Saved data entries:
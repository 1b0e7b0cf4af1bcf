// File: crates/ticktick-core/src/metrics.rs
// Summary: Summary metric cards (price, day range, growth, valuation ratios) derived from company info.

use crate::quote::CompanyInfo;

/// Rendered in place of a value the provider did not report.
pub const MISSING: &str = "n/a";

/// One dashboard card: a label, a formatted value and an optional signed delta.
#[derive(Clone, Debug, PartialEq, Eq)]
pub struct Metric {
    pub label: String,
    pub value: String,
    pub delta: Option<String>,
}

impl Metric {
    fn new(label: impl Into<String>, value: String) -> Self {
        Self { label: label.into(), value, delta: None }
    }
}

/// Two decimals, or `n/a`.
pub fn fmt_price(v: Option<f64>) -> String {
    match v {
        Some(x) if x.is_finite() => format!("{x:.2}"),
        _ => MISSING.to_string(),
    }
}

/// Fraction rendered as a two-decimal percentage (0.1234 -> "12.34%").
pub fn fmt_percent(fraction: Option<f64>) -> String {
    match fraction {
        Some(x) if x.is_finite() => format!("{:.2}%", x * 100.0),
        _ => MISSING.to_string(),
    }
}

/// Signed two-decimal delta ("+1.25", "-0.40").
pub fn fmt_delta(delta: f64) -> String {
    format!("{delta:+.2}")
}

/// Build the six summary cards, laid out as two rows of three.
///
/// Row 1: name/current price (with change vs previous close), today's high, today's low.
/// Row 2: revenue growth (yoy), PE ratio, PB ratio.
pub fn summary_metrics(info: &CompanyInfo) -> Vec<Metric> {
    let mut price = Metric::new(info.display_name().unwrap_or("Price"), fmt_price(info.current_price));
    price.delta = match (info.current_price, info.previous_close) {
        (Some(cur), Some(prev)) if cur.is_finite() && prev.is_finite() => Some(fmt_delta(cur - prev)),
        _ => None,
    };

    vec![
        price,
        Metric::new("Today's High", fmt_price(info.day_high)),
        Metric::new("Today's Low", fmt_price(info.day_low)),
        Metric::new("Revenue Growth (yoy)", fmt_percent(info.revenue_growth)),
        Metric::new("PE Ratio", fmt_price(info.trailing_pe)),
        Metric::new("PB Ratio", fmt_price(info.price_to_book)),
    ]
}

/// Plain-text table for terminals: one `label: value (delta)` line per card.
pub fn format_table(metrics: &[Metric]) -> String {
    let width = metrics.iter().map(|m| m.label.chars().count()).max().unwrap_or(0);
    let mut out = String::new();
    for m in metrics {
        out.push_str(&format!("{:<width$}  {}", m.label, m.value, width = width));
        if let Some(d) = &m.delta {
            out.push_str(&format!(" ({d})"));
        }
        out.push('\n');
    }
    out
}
* * *
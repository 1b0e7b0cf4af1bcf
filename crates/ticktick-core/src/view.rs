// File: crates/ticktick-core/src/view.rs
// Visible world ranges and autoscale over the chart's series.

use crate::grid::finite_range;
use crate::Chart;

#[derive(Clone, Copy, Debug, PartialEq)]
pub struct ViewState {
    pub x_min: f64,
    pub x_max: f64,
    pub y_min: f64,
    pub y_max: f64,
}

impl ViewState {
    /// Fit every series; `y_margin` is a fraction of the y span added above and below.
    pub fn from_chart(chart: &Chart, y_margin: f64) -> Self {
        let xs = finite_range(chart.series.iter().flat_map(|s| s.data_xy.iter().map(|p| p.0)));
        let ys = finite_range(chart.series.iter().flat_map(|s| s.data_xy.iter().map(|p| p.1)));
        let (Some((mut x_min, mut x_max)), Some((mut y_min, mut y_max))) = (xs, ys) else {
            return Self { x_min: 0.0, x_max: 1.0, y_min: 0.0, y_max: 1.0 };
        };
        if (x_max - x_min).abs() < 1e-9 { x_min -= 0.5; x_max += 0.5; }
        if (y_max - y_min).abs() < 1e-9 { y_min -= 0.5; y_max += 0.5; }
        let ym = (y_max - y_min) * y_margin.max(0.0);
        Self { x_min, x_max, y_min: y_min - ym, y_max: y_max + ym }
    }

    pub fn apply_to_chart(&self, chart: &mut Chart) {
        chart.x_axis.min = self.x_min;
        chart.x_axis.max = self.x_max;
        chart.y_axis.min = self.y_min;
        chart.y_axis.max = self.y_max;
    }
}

Assignment:
Your reply should be only the number of lines in the preceding data that include the word "Some".

Result:
5